Work request:
Extract the lines from the first line of the records below through the line containing "Container magic bytes", inclusive, and reproduce them exactly as written.

(Beginning of The data)

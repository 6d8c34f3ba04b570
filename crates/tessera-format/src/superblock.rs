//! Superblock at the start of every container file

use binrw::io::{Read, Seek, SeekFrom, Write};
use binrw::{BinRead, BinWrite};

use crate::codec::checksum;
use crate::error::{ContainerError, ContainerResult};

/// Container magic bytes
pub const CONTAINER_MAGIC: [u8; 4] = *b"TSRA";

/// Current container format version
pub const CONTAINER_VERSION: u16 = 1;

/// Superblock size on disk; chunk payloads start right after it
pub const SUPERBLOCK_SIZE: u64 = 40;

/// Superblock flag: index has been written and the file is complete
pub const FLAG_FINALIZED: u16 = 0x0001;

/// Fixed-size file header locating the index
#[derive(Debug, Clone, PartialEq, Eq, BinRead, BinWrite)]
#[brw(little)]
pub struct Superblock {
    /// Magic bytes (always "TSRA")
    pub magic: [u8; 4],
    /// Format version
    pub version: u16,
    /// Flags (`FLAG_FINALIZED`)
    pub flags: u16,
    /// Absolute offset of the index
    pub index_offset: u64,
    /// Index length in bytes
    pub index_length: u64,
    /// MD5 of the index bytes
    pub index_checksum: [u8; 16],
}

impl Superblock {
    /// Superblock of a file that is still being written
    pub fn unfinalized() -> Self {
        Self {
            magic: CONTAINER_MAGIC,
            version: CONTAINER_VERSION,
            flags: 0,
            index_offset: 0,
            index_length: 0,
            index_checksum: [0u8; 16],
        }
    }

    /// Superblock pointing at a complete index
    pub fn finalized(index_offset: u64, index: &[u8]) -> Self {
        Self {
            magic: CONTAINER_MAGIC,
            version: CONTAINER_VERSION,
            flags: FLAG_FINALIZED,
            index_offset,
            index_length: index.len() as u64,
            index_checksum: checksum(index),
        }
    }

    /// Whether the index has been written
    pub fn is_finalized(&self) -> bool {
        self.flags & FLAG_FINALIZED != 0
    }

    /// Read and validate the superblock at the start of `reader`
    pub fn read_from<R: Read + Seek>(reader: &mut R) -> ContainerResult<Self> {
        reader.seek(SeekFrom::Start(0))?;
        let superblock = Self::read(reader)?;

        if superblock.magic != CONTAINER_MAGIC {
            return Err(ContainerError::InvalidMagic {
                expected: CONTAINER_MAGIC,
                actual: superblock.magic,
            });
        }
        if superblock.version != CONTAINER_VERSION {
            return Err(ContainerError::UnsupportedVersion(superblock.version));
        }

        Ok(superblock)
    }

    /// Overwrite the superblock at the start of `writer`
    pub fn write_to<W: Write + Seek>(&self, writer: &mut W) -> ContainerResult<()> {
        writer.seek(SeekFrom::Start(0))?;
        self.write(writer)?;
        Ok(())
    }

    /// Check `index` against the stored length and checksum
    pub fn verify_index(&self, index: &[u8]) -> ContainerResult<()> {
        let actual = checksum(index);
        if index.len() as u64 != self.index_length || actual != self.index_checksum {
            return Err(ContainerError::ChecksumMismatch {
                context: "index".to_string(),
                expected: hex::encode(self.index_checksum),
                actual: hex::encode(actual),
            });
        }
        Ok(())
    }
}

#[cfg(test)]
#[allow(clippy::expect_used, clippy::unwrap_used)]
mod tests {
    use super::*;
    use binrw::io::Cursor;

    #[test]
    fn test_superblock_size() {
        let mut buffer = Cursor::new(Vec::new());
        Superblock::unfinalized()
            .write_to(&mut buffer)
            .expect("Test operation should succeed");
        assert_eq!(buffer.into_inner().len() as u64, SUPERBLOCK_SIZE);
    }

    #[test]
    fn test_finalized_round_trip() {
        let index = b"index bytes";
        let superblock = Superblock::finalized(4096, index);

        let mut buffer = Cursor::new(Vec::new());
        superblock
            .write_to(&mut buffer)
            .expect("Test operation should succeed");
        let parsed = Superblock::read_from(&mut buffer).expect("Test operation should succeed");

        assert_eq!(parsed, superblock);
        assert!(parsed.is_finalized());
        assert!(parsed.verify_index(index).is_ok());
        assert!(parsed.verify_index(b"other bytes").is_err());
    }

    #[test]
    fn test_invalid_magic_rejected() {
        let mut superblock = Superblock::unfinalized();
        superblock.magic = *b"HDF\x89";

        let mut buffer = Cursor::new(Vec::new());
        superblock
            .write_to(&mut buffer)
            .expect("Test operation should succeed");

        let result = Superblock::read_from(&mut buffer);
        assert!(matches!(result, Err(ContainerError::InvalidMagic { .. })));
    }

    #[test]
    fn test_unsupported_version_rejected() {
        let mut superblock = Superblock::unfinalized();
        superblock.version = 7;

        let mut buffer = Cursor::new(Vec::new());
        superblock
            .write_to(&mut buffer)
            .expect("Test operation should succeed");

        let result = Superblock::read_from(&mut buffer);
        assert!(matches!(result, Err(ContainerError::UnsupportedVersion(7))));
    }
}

(End of The data)

Answer area:
repository 6d8c34f3ba04b570
filename crates/tessera-format/src/superblock.rs
//! Superblock at the start of every container file

use binrw::io::{Read, Seek, SeekFrom, Write};
use binrw::{BinRead, BinWrite};

use crate::codec::checksum;
use crate::error::{ContainerError, ContainerResult};

/// Container magic bytes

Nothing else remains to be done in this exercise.